O único atendente à noite é um técnico de enfermagem que só tem a possibilidade de acompanhar os doentes até o hospital municipal. Caso uma outra emergência surja durante essa saída do técnico, essa eventual segunda emergência fica sem atendimento, e a administração de medicamentos também fica descoberta.
Também foi detectada a necessidade de contratação de tradutor que trabalhe no período noturno. Do modo como está atualmente, as mulheres indígenas que não são fluentes em português dependem de que um indígena (geralmente homem) se disponha a realizar a tradução simultânea, para conseguirem se comunicar com a administração e equipe de saúde.
A administração da unidade apontou, ainda, a necessidade de contratação de funcionário de serviços gerais para cobrir o período noturno.
Serviço nas aldeias – O Polo Base e a Casa de Saúde Indígena de Oriximiná prestam atendimento a cerca de 2,4 mil indígenas que ocupam vinte e uma aldeias distribuídas entre os rios Mapuera, Cachorro e Trombetas, localizados no interior das Terras Indígenas Trombetas-Mapuera, Nhamundá-Mapuera e Katxuyana-Tunayana, além de os indígenas que vivem na centro urbano de Oriximiná.
São atendidas as seguintes etnias: Wai Wai, Tiriyó, Katxuyana, Tunayana, Kahyana, Katuena, Mawayana, Tikiyana, Xereu, Hixkaryana, Katuena, Aparai e Wayana.

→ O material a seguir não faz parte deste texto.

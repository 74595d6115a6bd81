use super::{ImageError, ImageSource, PixelBuffer};

/// Downscaled view of a whole image for display.
#[derive(Debug, Clone)]
pub struct Preview {
    pub pixels: PixelBuffer,
    pub level: usize,
    /// Level-0 width divided by preview width.
    pub scale: f64,
}

/// Read the highest-resolution level whose long side fits in `max_side`.
///
/// Falls back to the smallest level when none fits.
pub fn preview(source: &dyn ImageSource, max_side: u32) -> Result<Preview, ImageError> {
    let info = source.info();
    let level = info
        .levels
        .iter()
        .position(|level| level.width.max(level.height) <= max_side)
        .unwrap_or(info.level_count().saturating_sub(1));
    let bounds = info.level_bounds(level).ok_or(ImageError::InvalidLevel {
        level,
        levels: info.level_count(),
    })?;
    let pixels = source.read_region(bounds, level)?;
    let scale = if pixels.width() == 0 {
        1.0
    } else {
        info.width as f64 / pixels.width() as f64
    };
    Ok(Preview {
        pixels,
        level,
        scale,
    })
}

#[cfg(test)]
mod tests {
    use super::*;
    use crate::image_source::{DecodedImage, ImageId};
    use image::RgbImage;

    #[test]
    fn picks_first_level_that_fits() {
        let image = DecodedImage::from_rgb(ImageId::new("p"), RgbImage::new(400, 200), 64);
        let view = preview(&image, 120).unwrap();
        assert_eq!(view.level, 2);
        assert_eq!((view.pixels.width(), view.pixels.height()), (100, 50));
        assert!((view.scale - 4.0).abs() < 1e-9);
    }

    #[test]
    fn falls_back_to_smallest_level() {
        let image = DecodedImage::from_rgb(ImageId::new("p"), RgbImage::new(400, 200), 256);
        let view = preview(&image, 10).unwrap();
        assert_eq!(view.level, image.info().level_count() - 1);
    }
}
//! Deterministic conversion of annotation snapshots into training datasets.

mod builder;
mod policy;
mod sample;

use thiserror::Error;

use crate::image_source::ImageId;

pub use builder::DatasetBuilder;
pub use policy::SamplingPolicy;
pub use sample::{Dataset, DatasetSpec, Sample};

#[derive(Debug, Error)]
pub enum DatasetError {
    #[error("Snapshot has no regions to sample")]
    EmptyAnnotationSet,
    #[error("{total} samples cannot fill both splits ({train} train / {validation} validation)")]
    InsufficientSamples {
        total: usize,
        train: usize,
        validation: usize,
    },
    #[error("Split ratio {0} must lie strictly between 0 and 1")]
    InvalidSplitRatio(f64),
    #[error("Invalid sampling policy: {0}")]
    InvalidPolicy(String),
    #[error("Sampling level {level} does not exist (image has {levels} levels)")]
    InvalidLevel { level: usize, levels: usize },
    #[error("Snapshot belongs to {snapshot}, not {image}")]
    ImageMismatch { snapshot: ImageId, image: ImageId },
}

Com cerca de 1,2 mil indígenas, a aldeia Mapuera possui um posto de saúde improvisado, e é a única das aldeias atendidas que possui equipe de saúde fixa, durante todo o mês. O plano distrital de saúde indígena 2016-2019 prevê a construção de um posto de saúde com maior estrutura no local.
As outras 23 aldeias são atendidas por equipes temporárias, e indígenas denunciam que muitas vezes o tempo de permanência das equipes nessas aldeias é insuficiente para a realização de atendimentos efetivos. A administração do Polo Base estima ser necessária a contratação de mais quatro enfermeiros, nove técnicos em enfermagem e dois odontólogos para atender satisfatoriamente todas as aldeias.
Nove aldeias não contam com agente indígena de saúde. Nessas áreas não há quem administre e regule os medicamentos, que ficam à livre disposição dos indígenas. A administração do Polo Base informou à equipe do MPF que já requisitou ao Dsei contratações de novos agentes.
Pelo fato de a Secretaria Especial de Saúde Indígena (Sesai) do Ministério da Saúde restringir os medicamentos disponíveis nas aldeias a medicamentos para atenção básica à saúde, não são fornecidos medicamentos simples de urgência e emergência. A existência desses itens poderia evitar o deslocamento de indígenas para a cidade.
Também faltam embarcações oficiais para transportar pacientes, e o transporte aéreo é proibido depois das 15 horas. A impossibilidade do transporte por embarcações a motor ou por transporte aéreo noturno podem ter contribuído para o agravamento ou o falecimento de doentes, relataram os indígenas.
Outro agravante é a falta de um sistema de comunicação que funcione em todas as aldeias. Nem todas as aldeias têm rádio, e estão quebrados todos os telefones da aldeia Mapuera, que contava com esses aparelhos.
Atendimento às gestantes – Segundo informações apresentadas à equipe do MPF por funcionários e indígenas entrevistados, não é feito nenhum parto nas aldeias. Todos os partos são realizados exclusivamente na cidade de Oriximiná, na maternidade São Domingos Sá.
Os indígenas querem que o parto seja feito no hospital, e gestante entrevistada declarou que estava na Casai porque tinha medo de parir na aldeia.
O procurador da República Camões Boaventura destaca que por mais de uma vez questionou gestantes, lactantes e acompanhantes, se, caso houvesse preparo das equipes e/ou resgate das práticas tradicionais de parto, eles se sentiram à vontade para parir na aldeia. As respostas foram unânimes de que sim, relata o membro do MPF.
Além da deterioração dos papéis tradicionais das parteiras, a prática de realizar os partos fora das aldeias tem provocado a superlotação da Casai e mantido famílias inteiras – a gestante e acompanhantes – por longos períodos na cidade, distante das suas moradias. Esses períodos chegam a durar até oito meses, em decorrência do pré-natal e do parto.